<独自>千葉県、国の7年度予算編成で90件を重点要望へ 多様性尊重の社会実現求める

千葉県は国の令和7年度予算編成に向けた重点提案・要望事項計90件をまとめた。近く公表する。前年度よりも8件増えた。熊谷俊人知事の肝いりで、元日に施行された「千葉県多様性が尊重され誰もが活躍できる社会の形成の推進に関する条例」を前進させるため、国に対し、多様性が尊重される社会の実現に向けた取り組みを急ぐよう求める。

「大規模災害」「人材不足」など3項目要望

重点提案・要望のポイントは3つ。

まず、房総半島が能登半島と同様に半島の地形で、救援時に必要な交通アクセスが限られることを踏まえ、「大規模災害を踏まえた対策の強化」を求める。

国として広域避難に関わるスキームを構築し、孤立集落対策や河川や海岸での津波、高潮、耐震、水害対策を推進するよう訴える。

2点目は、交通や物流、医療・介護といった「幅広い分野の人材不足への対策」を求める。物流における安定した輸送力、地域公共交通の維持・確保に加え、必要な病床の確保数などをめぐり、次期地域医療構想を柔軟に見直せるような仕組み作りを要望する。

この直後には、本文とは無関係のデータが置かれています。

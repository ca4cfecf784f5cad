//! Fallback-chain resolution over ordered resource sources.

use std::{env, fmt, io::Read, path::PathBuf, sync::Arc};

use parking_lot::RwLock;
use tracing::trace;
use url::Url;

use crate::{
    error::{Error, Result},
    source::{ambient_source, DirSource, PathSource, Source, TypeHandle},
};

/// Immutable, ordered snapshot of the sources consulted for one resolution
/// call. Once built, a chain never changes; mutating the process-wide
/// default source afterwards does not affect it.
#[derive(Clone, Default)]
pub struct Chain {
    sources: Vec<Arc<dyn Source>>,
}

impl Chain {
    /// Build a chain from optional entries, skipping absences and keeping
    /// only the first occurrence of any duplicate source.
    pub fn new<I>(entries: I) -> Self
    where
        I: IntoIterator<Item = Option<Arc<dyn Source>>>,
    {
        let mut sources: Vec<Arc<dyn Source>> = Vec::new();
        for entry in entries.into_iter().flatten() {
            if !sources.iter().any(|existing| same_source(existing, &entry)) {
                sources.push(entry);
            }
        }
        Self { sources }
    }

    /// Build a chain from definite sources.
    pub fn from_sources<I>(sources: I) -> Self
    where
        I: IntoIterator<Item = Arc<dyn Source>>,
    {
        Self::new(sources.into_iter().map(Some))
    }

    /// Sources in consultation order.
    pub fn sources(&self) -> &[Arc<dyn Source>] {
        &self.sources
    }

    /// Number of sources in the chain.
    pub fn len(&self) -> usize {
        self.sources.len()
    }

    /// Whether the chain holds no sources at all.
    pub fn is_empty(&self) -> bool {
        self.sources.is_empty()
    }
}

impl fmt::Debug for Chain {
    fn fmt(&self, f: &mut fmt::Formatter<'_>) -> fmt::Result {
        f.debug_list()
            .entries(self.sources.iter().map(|source| source.describe()))
            .finish()
    }
}

fn same_source(a: &Arc<dyn Source>, b: &Arc<dyn Source>) -> bool {
    std::ptr::eq(
        Arc::as_ptr(a) as *const (),
        Arc::as_ptr(b) as *const (),
    )
}

/// Resolves names through chains built from an explicit source, the
/// process-wide default source, the thread's ambient source, and the
/// built-in fallbacks, in that priority order.
pub struct Resolver {
    default_source: RwLock<Option<Arc<dyn Source>>>,
    defining: Option<Arc<dyn Source>>,
    system: Arc<dyn Source>,
}

impl Resolver {
    /// Resolver with the built-in fallbacks: the process working directory
    /// and the `SOURCEFALL_PATH` search path.
    pub fn new() -> Self {
        Self::with_extra_roots(Vec::new())
    }

    /// Resolver whose system search path is extended with additional roots
    /// at the lowest priority.
    pub fn with_extra_roots<I>(extra: I) -> Self
    where
        I: IntoIterator<Item = PathBuf>,
    {
        let defining = env::current_dir()
            .ok()
            .map(|dir| Arc::new(DirSource::new(dir)) as Arc<dyn Source>);
        let mut system = PathSource::from_env();
        for root in extra {
            system.push_root(root);
        }
        Self {
            default_source: RwLock::new(None),
            defining,
            system: Arc::new(system),
        }
    }

    /// Last-writer-wins process-wide default source.
    pub fn default_source(&self) -> Option<Arc<dyn Source>> {
        self.default_source.read().clone()
    }

    /// Replace the process-wide default source. `None` clears it.
    pub fn set_default_source(&self, source: Option<Arc<dyn Source>>) {
        *self.default_source.write() = source;
    }

    /// Build the consultation chain for one call: the explicit source, the
    /// default source, the thread's ambient source, then the built-in
    /// fallbacks, with absences elided.
    pub fn chain(&self, explicit: Option<Arc<dyn Source>>) -> Chain {
        Chain::new([
            explicit,
            self.default_source(),
            ambient_source(),
            self.defining.clone(),
            Some(Arc::clone(&self.system)),
        ])
    }

    /// Walk the chain and return the first openable stream for `name`,
    /// retrying each source once with a leading separator before moving on.
    pub fn find_stream(&self, name: &str, chain: &Chain) -> Option<Box<dyn Read + Send>> {
        let rooted = rooted(name);
        for source in chain.sources() {
            if let Some(stream) = source.open(name).or_else(|| source.open(&rooted)) {
                trace!("resource {} opened via {}", name, source.describe());
                return Some(stream);
            }
        }
        trace!("resource {} not found in {} sources", name, chain.len());
        None
    }

    /// Walk the chain and return the first locator for `name`, with the
    /// same two-attempt-per-source algorithm as [`Self::find_stream`].
    pub fn find_url(&self, name: &str, chain: &Chain) -> Option<Url> {
        let rooted = rooted(name);
        for source in chain.sources() {
            if let Some(url) = source.locate(name).or_else(|| source.locate(&rooted)) {
                trace!("resource {} located via {}", name, source.describe());
                return Some(url);
            }
        }
        trace!("resource {} not located in {} sources", name, chain.len());
        None
    }

    /// Resolve a qualified type name, swallowing per-source misses. Only
    /// after every source fails is [`Error::TypeNotFound`] raised, carrying
    /// the attempted name. Type names are not path-like, so there is no
    /// leading-separator retry.
    pub fn load_type(&self, name: &str, chain: &Chain) -> Result<TypeHandle> {
        for source in chain.sources() {
            if let Some(handle) = source.load_type(name) {
                trace!("type {} resolved via {}", name, source.describe());
                return Ok(handle);
            }
        }
        Err(Error::TypeNotFound(name.to_string()))
    }
}

impl Default for Resolver {
    fn default() -> Self {
        Self::new()
    }
}

fn rooted(name: &str) -> String {
    format!("/{name}")
}

#[cfg(test)]
mod tests {
    use anyhow::Result;

    use crate::source::{set_ambient_source, MemorySource};

    use super::*;

    fn memory(label: &str, entries: &[(&str, &str)]) -> Arc<dyn Source> {
        let mut source = MemorySource::new(label);
        for (name, contents) in entries {
            source = source.with_resource(*name, *contents);
        }
        Arc::new(source)
    }

    fn read_all(mut stream: Box<dyn Read + Send>) -> Result<String> {
        let mut contents = String::new();
        stream.read_to_string(&mut contents)?;
        Ok(contents)
    }

    #[test]
    fn earlier_sources_take_priority() -> Result<()> {
        let first = memory("first", &[("app.properties", "owner=first")]);
        let second = memory("second", &[("app.properties", "owner=second")]);
        let chain = Chain::from_sources([first, second]);

        let resolver = Resolver::new();
        let stream = resolver.find_stream("app.properties", &chain).expect("hit");
        assert_eq!(read_all(stream)?, "owner=first");
        Ok(())
    }

    #[test]
    fn misses_every_source_and_reports_nothing() {
        let chain = Chain::from_sources([memory("only", &[("present.txt", "x")])]);
        let resolver = Resolver::new();
        assert!(resolver.find_stream("absent.txt", &chain).is_none());
        assert!(resolver.find_url("absent.txt", &chain).is_none());
    }

    #[test]
    fn retries_with_a_leading_separator() -> Result<()> {
        // A source that only indexes the rooted form must still be found.
        let chain = Chain::from_sources([memory("rooted", &[("/foo.txt", "rooted hit")])]);
        let resolver = Resolver::new();

        let stream = resolver.find_stream("foo.txt", &chain).expect("hit");
        assert_eq!(read_all(stream)?, "rooted hit");
        assert!(resolver.find_url("foo.txt", &chain).is_some());
        Ok(())
    }

    #[test]
    fn skips_absent_entries_and_duplicates() {
        let shared = memory("shared", &[]);
        let chain = Chain::new([
            None,
            Some(Arc::clone(&shared)),
            None,
            Some(Arc::clone(&shared)),
            Some(memory("tail", &[])),
        ]);

        assert_eq!(chain.len(), 2);
        assert_eq!(chain.sources()[0].describe(), "memory:shared");
        assert_eq!(chain.sources()[1].describe(), "memory:tail");
    }

    #[test]
    fn chain_order_is_a_snapshot() {
        let explicit = memory("explicit", &[]);
        let default = memory("default", &[]);
        let ambient = memory("ambient", &[]);

        let resolver = Resolver::new();
        resolver.set_default_source(Some(Arc::clone(&default)));
        set_ambient_source(Some(Arc::clone(&ambient)));
        let chain = resolver.chain(Some(Arc::clone(&explicit)));
        set_ambient_source(None);

        let labels: Vec<String> = chain
            .sources()
            .iter()
            .map(|source| source.describe())
            .collect();
        assert_eq!(labels[0], "memory:explicit");
        assert_eq!(labels[1], "memory:default");
        assert_eq!(labels[2], "memory:ambient");

        // Re-pointing the default source must not affect the built chain.
        resolver.set_default_source(Some(memory("replacement", &[])));
        assert_eq!(chain.sources()[1].describe(), "memory:default");

        let rebuilt = resolver.chain(Some(explicit));
        assert_eq!(rebuilt.sources()[1].describe(), "memory:replacement");
    }

    #[test]
    fn default_source_appears_exactly_once() {
        let default = memory("default", &[]);
        let resolver = Resolver::new();
        resolver.set_default_source(Some(Arc::clone(&default)));

        // Explicit and default are the same source here; the chain keeps one.
        let chain = resolver.chain(Some(Arc::clone(&default)));
        let hits = chain
            .sources()
            .iter()
            .filter(|source| source.describe() == "memory:default")
            .count();
        assert_eq!(hits, 1);
        assert_eq!(chain.sources()[0].describe(), "memory:default");

        resolver.set_default_source(None);
    }

    #[test]
    fn type_resolution_aggregates_per_source_misses() {
        struct Widget;
        let without = Arc::new(MemorySource::new("without")) as Arc<dyn Source>;
        let with = Arc::new(
            MemorySource::new("with").with_type(TypeHandle::new("com.example.Widget", Widget)),
        ) as Arc<dyn Source>;
        let chain = Chain::from_sources([without, with]);

        let resolver = Resolver::new();
        let handle = resolver
            .load_type("com.example.Widget", &chain)
            .expect("resolved");
        assert_eq!(handle.name(), "com.example.Widget");
        assert!(handle.is::<Widget>());

        let err = resolver
            .load_type("com.example.Missing", &chain)
            .expect_err("exhausted");
        assert!(err.to_string().contains("com.example.Missing"));
    }
}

3点目では「子育て・教育施策の充実」「県内経済の活性化や医療・福祉の充実」「脱炭素化の推進」といった、本県だけでは対応が難しい事項で国の緊急かつ重点的な対応を求める。

多様性尊重のため国に基本計画求める

「多様性が尊重され誰もが活躍できる社会の実現」もその1つだ。

県はLGBTといった性的少数者に関連し、「性的指向」(性愛の対象が男か女か両方か、いずれでもないか)や、性は自分で決められるといった「性自認」などの問題は「全国的な課題である」との問題意識を持っている。

性的少数者への差別の実態や直面する困難な問題などは国が全国的に現状を調査し、地方公共団体にも共有すべきだと訴える。

また、県が多様性を尊重する条例に基づき、今後、効果的に必要な施策を進めるためにも、昨年6月に国会で成立した性的少数者への理解増進法に基づき、国が「基本計画」を「早急に策定されることが求められる」としている。

一方で、同条例の制定過程では戸籍上は男性でも、女性だと自認するトランスジェンダーの人の公衆浴場や男女別トイレの利用で不安の声が多数寄せられた。

こうした不安の声を払拭し、全ての国民が安心して生活できるよう、国に対し理解増進法に基づく「指針」も早急に策定し、国民に周知すべきだとも訴える。